About this exercise: Which lines run from the one containing "let phi = y as f64 * angle_step;" through the end of the entries? Restate them word for word, and only those.

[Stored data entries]
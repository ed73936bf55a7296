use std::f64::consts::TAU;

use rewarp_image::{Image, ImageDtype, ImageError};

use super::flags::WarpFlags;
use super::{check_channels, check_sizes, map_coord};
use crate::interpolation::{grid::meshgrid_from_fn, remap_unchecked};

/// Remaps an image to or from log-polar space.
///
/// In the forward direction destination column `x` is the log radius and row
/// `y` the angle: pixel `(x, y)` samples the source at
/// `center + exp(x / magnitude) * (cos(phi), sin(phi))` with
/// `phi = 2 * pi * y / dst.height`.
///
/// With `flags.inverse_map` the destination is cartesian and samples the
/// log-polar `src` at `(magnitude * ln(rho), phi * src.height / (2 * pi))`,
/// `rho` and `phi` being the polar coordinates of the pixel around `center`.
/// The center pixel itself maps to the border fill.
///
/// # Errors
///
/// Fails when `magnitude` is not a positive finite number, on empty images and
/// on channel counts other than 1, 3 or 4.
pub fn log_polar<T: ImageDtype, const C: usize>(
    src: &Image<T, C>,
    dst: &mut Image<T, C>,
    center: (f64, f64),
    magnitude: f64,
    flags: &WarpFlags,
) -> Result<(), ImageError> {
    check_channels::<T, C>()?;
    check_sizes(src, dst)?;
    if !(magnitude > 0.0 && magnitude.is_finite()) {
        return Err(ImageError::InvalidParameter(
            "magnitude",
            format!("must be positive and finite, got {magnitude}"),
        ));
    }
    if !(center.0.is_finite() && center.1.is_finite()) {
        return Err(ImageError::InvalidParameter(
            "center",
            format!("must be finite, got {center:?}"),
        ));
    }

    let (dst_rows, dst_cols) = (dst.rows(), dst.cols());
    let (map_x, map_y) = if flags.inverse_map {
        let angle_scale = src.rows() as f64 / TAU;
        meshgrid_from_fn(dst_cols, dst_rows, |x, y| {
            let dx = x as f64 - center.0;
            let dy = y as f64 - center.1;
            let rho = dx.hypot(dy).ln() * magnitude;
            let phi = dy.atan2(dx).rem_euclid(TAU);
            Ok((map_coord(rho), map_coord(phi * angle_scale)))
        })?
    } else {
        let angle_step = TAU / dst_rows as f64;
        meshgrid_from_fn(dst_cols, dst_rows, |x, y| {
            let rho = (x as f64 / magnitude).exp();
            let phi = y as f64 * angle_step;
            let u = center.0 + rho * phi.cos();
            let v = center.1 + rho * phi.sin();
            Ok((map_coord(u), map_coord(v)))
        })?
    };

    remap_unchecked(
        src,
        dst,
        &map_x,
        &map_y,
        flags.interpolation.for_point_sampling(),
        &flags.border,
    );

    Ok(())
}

Written solution:
            let phi = y as f64 * angle_step;
            let u = center.0 + rho * phi.cos();
            let v = center.1 + rho * phi.sin();
            Ok((map_coord(u), map_coord(v)))
        })?
    };

    remap_unchecked(
        src,
        dst,
        &map_x,
        &map_y,
        flags.interpolation.for_point_sampling(),
        &flags.border,
    );

    Ok(())
}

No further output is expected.